Cron failures in managed cloud do not report to the #help-p1 or #help-p2 channels, which means we're not aware of them unless issues are reported by the customer.

Solution

High-level: add a new errors column to the cron_stats table, populate this with any errors that occur during a cron run if they bubble up to the job runner level (i.e. they cause the job to fail) and then use the existing monitor Lambda to report on these errors hourly.

Details

On the server side:

Add errors field to cron_stats table (json DEFAULT NULL)
Add errors var to Schedule struct to collect errors from jobs
- Errors should be mapped by job, since a schedule can run several jobs
In RunAllJobs, collect err from job (same place we currently log) into new errors var
Update Schedule.updateStats and CronStats.UpdateCronStats to accept errors argument
If provided, update errors field of cron_stats table

On the monitor side:

Add new SQL query to look for all completed schedules since last run with non-null errors
send SNS with job ID, name, errors
“Since last run” could be just now - monitor interval (i.e. in the last hour), but ideally we query AWS for last successful run of the Lambda so we don't miss anything if the Lambda stalls or fails for some reason.
Add new SNS topic to Terraform to allow sending messages to help-p2 since these are not likely to require immediate action.

Other notes:

Errors will continued to logged to Cloudwatch as they happen (with “cron” key in the log)
We had discussed a new failed status for jobs, but now that I know that a schedule can have multiple jobs so that some may error and some not, I don’t think this would be as helpful.

The text was updated successfully, but these errors were encountered:

roperzh · 2024-06-21T15:15:56Z

cc: @lukeheath @georgekarrv

lukeheath · 2024-06-21T20:42:51Z

@roperzh Thanks for submitting this and good idea and seems necessary. I'm prioritizing to the drafting board for estimation.

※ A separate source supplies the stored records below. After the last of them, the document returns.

//! Template strategy: derive embed markup from the URL itself.

use regex::Regex;
use serde_json::{Map, Value};

use crate::embed::EmbedData;
use crate::error::{Error, Result};
use crate::template::TemplateContext;

/// Media type used when a template provider does not declare one.
pub const DEFAULT_MEDIA_TYPE: &str = "video";

/// Builds embed data from regex captures and HTML templates. Never touches
/// the network.
#[derive(Debug, Clone)]
pub struct TemplateStrategy {
    provider: String,
    regex: Regex,
    media_type: String,
    html: String,
    amp_html: Option<String>,
}

impl TemplateStrategy {
    pub fn new(
        provider: &str,
        pattern: &str,
        media_type: Option<&str>,
        html: &str,
        amp_html: Option<&str>,
    ) -> Result<Self> {
        let regex = Regex::new(pattern).map_err(|source| Error::Pattern {
            provider: provider.to_string(),
            source,
        })?;

        Ok(Self {
            provider: provider.to_string(),
            regex,
            media_type: media_type.unwrap_or(DEFAULT_MEDIA_TYPE).to_string(),
            html: html.to_string(),
            amp_html: amp_html.map(str::to_string),
        })
    }

    pub fn media_type(&self) -> &str {
        &self.media_type
    }

    /// Populate the templates from `url`.
    ///
    /// The resulting data carries `type`, `provider_name`, `html` and, when
    /// the provider declares one, `amp_html`. There is never a `title`.
    pub fn resolve(&self, url: &str) -> Result<EmbedData> {
        let ctx = TemplateContext::from_match(&self.regex, url)
            .ok_or_else(|| Error::NoProviderMatch {
                url: url.to_string(),
            })?
            .escaped();

        let mut map = Map::new();
        map.insert("type".into(), Value::String(self.media_type.clone()));
        map.insert("provider_name".into(), Value::String(self.provider.clone()));
        map.insert("html".into(), Value::String(ctx.substitute(&self.html)));
        if let Some(amp_html) = &self.amp_html {
            map.insert("amp_html".into(), Value::String(ctx.substitute(amp_html)));
        }

        Ok(EmbedData::new(map))
    }
}

#[cfg(test)]
mod tests {
    use super::*;

    const HTML: &str = r#"<video controls="controls" layout="responsive"><source src="{base}.webm" type="video/webm"><source src="{base}.ogg" type="video/ogg"><source src="{base}.mp4" type="video/mp4"></video>"#;

    fn html5_video() -> TemplateStrategy {
        TemplateStrategy::new(
            "HTML5 video",
            r"(?i)^(?P<base>https?://.+)\.(?:mp4|ogg|webm)$",
            None,
            HTML,
            None,
        )
        .unwrap()
    }

    #[test]
    fn populates_sources() {
        let data = html5_video().resolve("https://example.com/hello.webm").unwrap();
        assert_eq!(
            data.html(),
            Some(r#"<video controls="controls" layout="responsive"><source src="https://example.com/hello.webm" type="video/webm"><source src="https://example.com/hello.ogg" type="video/ogg"><source src="https://example.com/hello.mp4" type="video/mp4"></video>"#)
        );
        assert_eq!(data.media_type(), Some("video"));
        assert!(!data.contains_key("title"));
        assert!(!data.contains_key("amp_html"));
    }

    #[test]
    fn captures_are_escaped() {
        let data = html5_video()
            .resolve(r#"https://example.com/a"><b>x</b>.mp4"#)
            .unwrap();
        let html = data.html().unwrap();
        assert!(!html.contains("<b>"));
        assert!(html.contains(r#"src="https://example.com/a&quot;&gt;&lt;b&gt;x&lt;/b&gt;.webm""#));
    }

    #[test]
    fn unmatched_url() {
        let err = html5_video().resolve("https://example.com/hello.mp3").unwrap_err();
        assert!(matches!(err, Error::NoProviderMatch { .. }));
    }

    #[test]
    fn custom_media_type() {
        let s = TemplateStrategy::new("audio", r"\.mp3$", Some("audio"), "<audio src=\"{url}\"></audio>", None)
            .unwrap();
        assert_eq!(s.media_type(), "audio");
        let data = s.resolve("https://example.com/a.mp3").unwrap();
        assert_eq!(data.html(), Some("<audio src=\"https://example.com/a.mp3\"></audio>"));
    }
}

lukeheath · 2024-06-21T20:48:12Z

@georgekarrv I'm prioritizing this for estimation. If it requires assistance from infra please loop in the necessary folks.

@sharon-fdm Do y'all have any cron job alerts that should be generating #help-p1 alerts? If so, please add them to this issue description so they can be included.

@rfairburn Heads up that you may get some questions about this. My primary goal is just to make sure that any cron alerts that should generate #help-p1 alerts (like SCEP certificate) do generate alerts.

Thanks all!

rfairburn · 2024-06-21T20:54:09Z

This should be possible, but an entirely different mechanism will need to be added to the terraform monitoring module.

I am thinking the pattern would look like this:

Cloudwatch subscription filter -> lambda function (to process) -> SNS Topic (alert #help-p1 slack)

I'd need to flesh the specifics out, but I think it is definitely possible as long as we have easy-to match patterns that don't have ambiguity in what I am matching.

This would be separate from our existing cron monitoring which just checks specific cron jobs for their completed status in the db.

sharon-fdm · 2024-06-21T22:48:07Z

@lukeheath I am not aware of any alerts mechanism for any of our cron jobs. @getvictor @mostlikelee @lucasmrod do you know otherwise?

Also, @mostlikelee do we have any failure notification when one of our vuln repos fail to do its job?

lukeheath · 2024-06-21T23:05:29Z

@sharon-fdm Yeah, I expect there isn't any hooked up yet. MDM ran into a case where the Fleet server knew the SCEP certificate was expired, but there was no mechanism to alert beyond server logs (from my 50k' view). Since that broke MDM functionality, we would have wanted to know about it in #help-p1.

I'm wondering if EO has anything like that, where an error that would otherwise be logged to the server is something that we'd actually like to know about ASAP in #help-p1. There may not be anything like that for EO since y'all don't deal with as many certs as MDM.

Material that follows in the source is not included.